Les larmes leur venaient aux yeux, elles auraient passé l’année entière sous la couette avec le beau charcutier sans se soucier du temps qu’il faisait.

- Je ne sais pas ce que j’ai à l’ oeil, j’ai dû attraper un courant d’air, reniflaient-elles.

On n’allait tout de même pas demander au maire de le déclarer patrimoine national et le faire mettre sous une cloche ou l’attacher à son comptoir avec une chaîne ! Si encore il disait où il se rend ! Moi, je le comprends ! Je connais plus d’une dévergondée qui serait capable de le suivre et de louer juste à côté rien que pour tenter de profiter de l’aubaine ! Si on va en vacances pour rencontrer les mêmes têtes, ce n’est pas la peine !

- Alors vous ne voulez pas nous dire, Yann ? Vous nous enverrez des cartes postales ?
- Du moment que ce ne sont que des vacances...

Leur curiosité piquée au vif, elles revenaient pour un oui pour un non, entassaient dans le congélateur de la charcuterie pour l’hiver entier et, bien que le vent commençât à être frais, ouvraient le décolleté et oubliaient le soutien-gorge.

Yann se contentait de sourire et de répondre par un vague :
- Je verrai bien ! En cette saison, il n’y a pas besoin de réserver !

Il ne lui fallut que trois jours pour vider le frigorifique et préparer avec ce qui restait des plats si délicatement mitonnés que beaucoup éclataient en sanglots après y avoir goûté.

- Mais qu’est ce qui t’arrive, ma pauvre femme ? s’inquiétaient les mâles îliens en s’efforçant de blaguer, soupçonnant qu’une mauvaise langue avait raconté à la malheureuse éplorée leur dernier méfait sur le continent - il ne faut pas croire ce que disent les gens !

Et puis le dimanche arriva, il y eut la foule des grands jours d’été à la sortie de la messe. Le sourire de Yann était d’un bleu si profond, un bleu-vert, deux pierres d’émeraude et de turquoise, que toutes ses fidèles s’y accrochèrent au risque de s’y noyer.
- Vous ne voulez pas venir boire l’apéritif pour fêter ça ?
- Non merci, Soizig, je n’ai pas le temps ! Faut que je ferme et que je range avant le bateau de quatre heures ! Au retour !
- Ah, vous allez voyager de nuit ? Vous passez par Paris ?
- On verra, esquivait-il, bon dimanche et à bientôt !

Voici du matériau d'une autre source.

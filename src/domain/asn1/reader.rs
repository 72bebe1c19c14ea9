//! Element walker for the DER subset the legacy token format uses.
//!
//! Routine decoding goes through the `der` crate: headers (tag and length)
//! are decoded with [`der::Header`], object identifiers with
//! [`der::asn1::ObjectIdentifier`] and integers with the crate's `u64`
//! decoder. What the library cannot provide is the byte-range capture the
//! converted signature depends on, so every element keeps verbatim
//! references to its header and content bytes as they appear on the wire —
//! the typed parsers slice those references, they never re-encode a header.

use crate::infra::error::ConvertError;
use der::asn1::ObjectIdentifier;
use der::{Decode, Encode, Header, SliceReader};
use thiserror::Error;

/// Low-level DER syntax failure. The typed structure parsers convert these
/// into `ConvertError::Format` with a `"<structure> has invalid format"`
/// message; only semantic checks produce specific messages.
#[derive(Debug, Error)]
#[error("{0}")]
pub struct DerError(pub(crate) String);

fn syntax(message: impl Into<String>) -> DerError {
    DerError(message.into())
}

/// Failure inside a structure parser: either a bare syntax error from the
/// reader, or an error that has already been classified.
#[derive(Debug)]
pub enum ParseFailure {
    Syntax(DerError),
    Classified(ConvertError),
}

impl From<DerError> for ParseFailure {
    fn from(error: DerError) -> Self {
        ParseFailure::Syntax(error)
    }
}

impl From<ConvertError> for ParseFailure {
    fn from(error: ConvertError) -> Self {
        ParseFailure::Classified(error)
    }
}

impl ParseFailure {
    /// Collapse into the conversion error space, labelling bare syntax
    /// errors with the structure being parsed.
    pub fn into_format(self, structure: &str) -> ConvertError {
        match self {
            ParseFailure::Syntax(_) => {
                ConvertError::Format(format!("{structure} has invalid format"))
            }
            ParseFailure::Classified(error) => error,
        }
    }
}

pub type ParseResult<T> = Result<T, ParseFailure>;

/// One decoded element: tag octet, verbatim header bytes and content bytes.
#[derive(Debug, Clone, Copy)]
pub struct DerElement<'a> {
    tag: u8,
    raw: &'a [u8],
    header_len: usize,
}

impl<'a> DerElement<'a> {
    #[must_use]
    pub fn tag(&self) -> u8 {
        self.tag
    }

    /// Header and content, exactly as they appear on the wire.
    #[must_use]
    pub fn raw(&self) -> &'a [u8] {
        self.raw
    }

    /// Tag byte plus length bytes, exactly as they appear on the wire.
    #[must_use]
    pub fn header(&self) -> &'a [u8] {
        &self.raw[..self.header_len]
    }

    #[must_use]
    pub fn content(&self) -> &'a [u8] {
        &self.raw[self.header_len..]
    }

    /// Reader over the content, for constructed elements.
    #[must_use]
    pub fn inner(&self) -> DerReader<'a> {
        DerReader::new(self.content())
    }
}

/// Sequential reader over DER elements in a byte slice.
#[derive(Debug, Clone, Copy)]
pub struct DerReader<'a> {
    data: &'a [u8],
    pos: usize,
}

impl<'a> DerReader<'a> {
    #[must_use]
    pub fn new(data: &'a [u8]) -> Self {
        DerReader { data, pos: 0 }
    }

    #[must_use]
    pub fn at_end(&self) -> bool {
        self.pos >= self.data.len()
    }

    /// Tag octet of the next element without consuming it.
    #[must_use]
    pub fn peek_tag(&self) -> Option<u8> {
        self.data.get(self.pos).copied()
    }

    /// Read the next element. The header is decoded with the `der` crate
    /// (strict DER, minimal length forms); the element then carries the
    /// original header and content slices.
    pub fn read_element(&mut self) -> Result<DerElement<'a>, DerError> {
        let remaining = &self.data[self.pos.min(self.data.len())..];
        if remaining.is_empty() {
            return Err(syntax("unexpected end of DER data"));
        }
        let mut reader = SliceReader::new(remaining)
            .map_err(|e| syntax(format!("invalid DER input: {e}")))?;
        let header = Header::decode(&mut reader)
            .map_err(|e| syntax(format!("invalid DER header: {e}")))?;

        // Strict decoding guarantees minimal length forms, so re-measuring
        // the header gives exactly the bytes consumed from the wire.
        let header_len = header
            .encoded_len()
            .map(u32::from)
            .map_err(|e| syntax(format!("invalid DER header: {e}")))? as usize;
        let content_len = u32::from(header.length) as usize;

        let end = self
            .pos
            .checked_add(header_len + content_len)
            .filter(|&end| end <= self.data.len())
            .ok_or_else(|| syntax("DER element length exceeds available data"))?;
        let element = DerElement {
            tag: header.tag.octet(),
            raw: &self.data[self.pos..end],
            header_len,
        };
        self.pos = end;
        Ok(element)
    }

    /// Read the next element and require a specific tag octet.
    pub fn expect_element(&mut self, tag: u8) -> Result<DerElement<'a>, DerError> {
        let element = self.read_element()?;
        if element.tag != tag {
            return Err(syntax(format!(
                "expected tag 0x{tag:02x}, found 0x{:02x}",
                element.tag
            )));
        }
        Ok(element)
    }

    /// Require that every byte has been consumed.
    pub fn finish(&self) -> Result<(), DerError> {
        if self.at_end() {
            Ok(())
        } else {
            Err(syntax("trailing bytes after DER structure"))
        }
    }
}

/// Decode an OBJECT IDENTIFIER element into dotted form.
pub fn decode_oid(element: &DerElement<'_>) -> Result<String, DerError> {
    let oid = ObjectIdentifier::from_der(element.raw())
        .map_err(|e| syntax(format!("invalid object identifier: {e}")))?;
    Ok(oid.to_string())
}

/// Decode an INTEGER element as a non-negative value fitting 64 bits.
/// Implicitly tagged integers are accepted by restoring the universal tag
/// before handing the bytes to the decoder.
pub fn decode_u64(element: &DerElement<'_>) -> Result<u64, DerError> {
    let mut integer = element.raw().to_vec();
    integer[0] = 0x02;
    u64::from_der(&integer).map_err(|e| syntax(format!("invalid integer: {e}")))
}

/// Read an AlgorithmIdentifier and return the algorithm OID in dotted form.
/// Parameters, if present, are not interpreted.
pub fn read_algorithm_identifier(element: &DerElement<'_>) -> Result<String, DerError> {
    let mut inner = element.inner();
    let oid = inner.expect_element(crate::domain::constants::TAG_OID)?;
    decode_oid(&oid)
}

Au moment où il se préparait à tirer le rideau, il sut que son intuition avait été bonne car il aperçut la mère de Léna se pressant vers lui autant que le lui permettait sa jambe raide.
- Je n’ai plus rien, madame Taurong ! Comment va votre fille ?
La vieille aux yeux égarés se contenta de lui tendre une grosse enveloppe de kraft.

Yann referma le rideau et la porte à double tour avant de l’ouvrir. Elle contenait une seconde enveloppe et une feuille pliée en quatre.